### WHAT IS BEING ASKED:
In the listing that follows, locate the line containing "use bytes::BytesMut;" and the line containing "const INITIAL_BUFFER_CAPACITY: usize". Retype exactly those two lines and every line between them, and nothing more.

=-=-=-=-=

use std::io::{ErrorKind, Write};

use bytes::BytesMut;
use linewire_transport::Stream;

use crate::codec::{encode_frame, Frame};
use crate::config::{transport_to_frame_error, FrameConfig};
use crate::error::{FrameError, Result};

const INITIAL_BUFFER_CAPACITY: usize = 8 * 1024;

/// Buffered encoder: writes complete newline-delimited frames to any `Write` stream.
///
/// Every call to [`send`](Self::send) is written out in full and flushed
/// before returning, so each call is one discrete wire message.
pub struct FrameWriter<T> {
    inner: T,
    buf: BytesMut,
}

impl<T: Write> FrameWriter<T> {
    /// Create a new frame writer.
    pub fn new(inner: T) -> Self {
        Self {
            inner,
            buf: BytesMut::with_capacity(INITIAL_BUFFER_CAPACITY),
        }
    }

    /// Write a complete frame (blocking).
    pub fn write_frame(&mut self, frame: &Frame) -> Result<()> {
        self.send(frame.as_bytes())
    }

    /// Encode and send a payload, then flush.
    pub fn send(&mut self, payload: &[u8]) -> Result<()> {
        self.buf.clear();
        encode_frame(payload, &mut self.buf);

        let mut offset = 0usize;
        while offset < self.buf.len() {
            match self.inner.write(&self.buf[offset..]) {
                Ok(0) => return Err(FrameError::ConnectionClosed),
                Ok(n) => offset += n,
                Err(err) if err.kind() == ErrorKind::Interrupted => continue,
                Err(err) => return Err(FrameError::Io(err)),
            }
        }

        self.flush()
    }

    /// Flush the underlying stream.
    pub fn flush(&mut self) -> Result<()> {
        loop {
            match self.inner.flush() {
                Ok(()) => return Ok(()),
                Err(err) if err.kind() == ErrorKind::Interrupted => continue,
                Err(err) => return Err(FrameError::Io(err)),
            }
        }
    }

    /// Borrow the underlying stream.
    pub fn get_ref(&self) -> &T {
        &self.inner
    }

    /// Mutably borrow the underlying stream.
    pub fn get_mut(&mut self) -> &mut T {
        &mut self.inner
    }

    /// Consume the writer and return the inner stream.
    pub fn into_inner(self) -> T {
        self.inner
    }
}

impl FrameWriter<Stream> {
    /// Create a frame writer for a transport `Stream` and apply the write timeout from config.
    pub fn with_config_stream(inner: Stream, config: &FrameConfig) -> Result<Self> {
        inner
            .set_write_timeout(config.write_timeout)
            .map_err(transport_to_frame_error)?;
        Ok(Self::new(inner))
    }
}

#[cfg(test)]
mod tests {
    use std::io::Cursor;
    use std::sync::atomic::{AtomicBool, Ordering};
    use std::sync::Arc;

    use super::*;
    use crate::reader::FrameReader;

    #[test]
    fn write_single_frame() {
        let mut writer = FrameWriter::new(Cursor::new(Vec::<u8>::new()));
        writer.send(b"hello").unwrap();

        let wire = writer.into_inner().into_inner();
        assert_eq!(wire, b"hello\n");
    }

    #[test]
    fn write_multiple_frames() {
        let mut writer = FrameWriter::new(Cursor::new(Vec::<u8>::new()));
        writer.send(b"one").unwrap();
        writer.send(b"").unwrap();
        writer.write_frame(&Frame::new("three")).unwrap();

        let wire = writer.into_inner().into_inner();
        assert_eq!(wire, b"one\n\nthree\n");
    }

    #[test]
    fn flush_after_every_send() {
        let sink = FlushTrackingWriter::default();
        let flag = Arc::clone(&sink.flushed);
        let mut writer = FrameWriter::new(sink);

        writer.send(b"x").unwrap();

        assert!(flag.load(Ordering::SeqCst));
        assert_eq!(writer.get_ref().data, b"x\n");
    }

    #[test]
    fn handles_interrupted_write_and_flush() {
        let writer_impl = InterruptedWriteThenFlush {
            wrote_once: false,
            flush_interrupted: false,
            data: Vec::new(),
        };

        let mut writer = FrameWriter::new(writer_impl);
        writer.send(b"retry").unwrap();

        assert_eq!(writer.into_inner().data, b"retry\n");
    }

    #[test]
    fn short_writes_are_completed() {
        let mut writer = FrameWriter::new(OneByteWriter { data: Vec::new() });
        writer.send(b"chunked").unwrap();
        assert_eq!(writer.get_mut().data, b"chunked\n");
    }

    #[test]
    fn connection_closed_when_write_returns_zero() {
        let mut writer = FrameWriter::new(ZeroWriter);
        let err = writer.send(b"x").unwrap_err();
        assert!(matches!(err, FrameError::ConnectionClosed));
    }

    #[test]
    fn broken_pipe_propagates() {
        let mut writer = FrameWriter::new(BrokenWriter);
        let err = writer.send(b"x").unwrap_err();
        assert!(matches!(err, FrameError::Io(e) if e.kind() == ErrorKind::BrokenPipe));
    }

    #[test]
    fn written_bytes_decode() {
        let mut writer = FrameWriter::new(Cursor::new(Vec::<u8>::new()));
        writer.send(b"z").unwrap();

        let wire = writer.into_inner().into_inner();
        let mut framed = FrameReader::new(Cursor::new(wire));
        assert_eq!(framed.read_frame().unwrap().as_bytes(), b"z");
    }

    #[test]
    fn applies_write_timeout_for_stream() {
        let listener = linewire_transport::Listener::bind(
            linewire_transport::Protocol::Tcp,
            "127.0.0.1:0",
        )
        .unwrap();
        let addr = listener.local_addr().unwrap().to_string();
        let client = linewire_transport::connect(linewire_transport::Protocol::Tcp, &addr).unwrap();
        let _server = listener.accept().unwrap();

        let cfg = FrameConfig {
            write_timeout: Some(std::time::Duration::from_millis(10)),
            ..FrameConfig::default()
        };
        assert!(FrameWriter::with_config_stream(client, &cfg).is_ok());
    }

    #[derive(Default)]
    struct FlushTrackingWriter {
        flushed: Arc<AtomicBool>,
        data: Vec<u8>,
    }

    impl Write for FlushTrackingWriter {
        fn write(&mut self, buf: &[u8]) -> std::io::Result<usize> {
            self.data.extend_from_slice(buf);
            Ok(buf.len())
        }

        fn flush(&mut self) -> std::io::Result<()> {
            self.flushed.store(true, Ordering::SeqCst);
            Ok(())
        }
    }

    struct InterruptedWriteThenFlush {
        wrote_once: bool,
        flush_interrupted: bool,
        data: Vec<u8>,
    }

    impl Write for InterruptedWriteThenFlush {
        fn write(&mut self, buf: &[u8]) -> std::io::Result<usize> {
            if !self.wrote_once {
                self.wrote_once = true;
                return Err(std::io::Error::from(ErrorKind::Interrupted));
            }
            self.data.extend_from_slice(buf);
            Ok(buf.len())
        }

        fn flush(&mut self) -> std::io::Result<()> {
            if !self.flush_interrupted {
                self.flush_interrupted = true;
                return Err(std::io::Error::from(ErrorKind::Interrupted));
            }
            Ok(())
        }
    }

    struct OneByteWriter {
        data: Vec<u8>,
    }

    impl Write for OneByteWriter {
        fn write(&mut self, buf: &[u8]) -> std::io::Result<usize> {
            match buf.first() {
                Some(b) => {
                    self.data.push(*b);
                    Ok(1)
                }
                None => Ok(0),
            }
        }

        fn flush(&mut self) -> std::io::Result<()> {
            Ok(())
        }
    }

    struct ZeroWriter;

    impl Write for ZeroWriter {
        fn write(&mut self, _buf: &[u8]) -> std::io::Result<usize> {
            Ok(0)
        }

        fn flush(&mut self) -> std::io::Result<()> {
            Ok(())
        }
    }

    struct BrokenWriter;

    impl Write for BrokenWriter {
        fn write(&mut self, _buf: &[u8]) -> std::io::Result<usize> {
            Err(std::io::Error::from(ErrorKind::BrokenPipe))
        }

        fn flush(&mut self) -> std::io::Result<()> {
            Ok(())
        }
    }
}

=-=-=-=-=

### COMPLETED EXERCISE:
use bytes::BytesMut;
use linewire_transport::Stream;

use crate::codec::{encode_frame, Frame};
use crate::config::{transport_to_frame_error, FrameConfig};
use crate::error::{FrameError, Result};

const INITIAL_BUFFER_CAPACITY: usize = 8 * 1024;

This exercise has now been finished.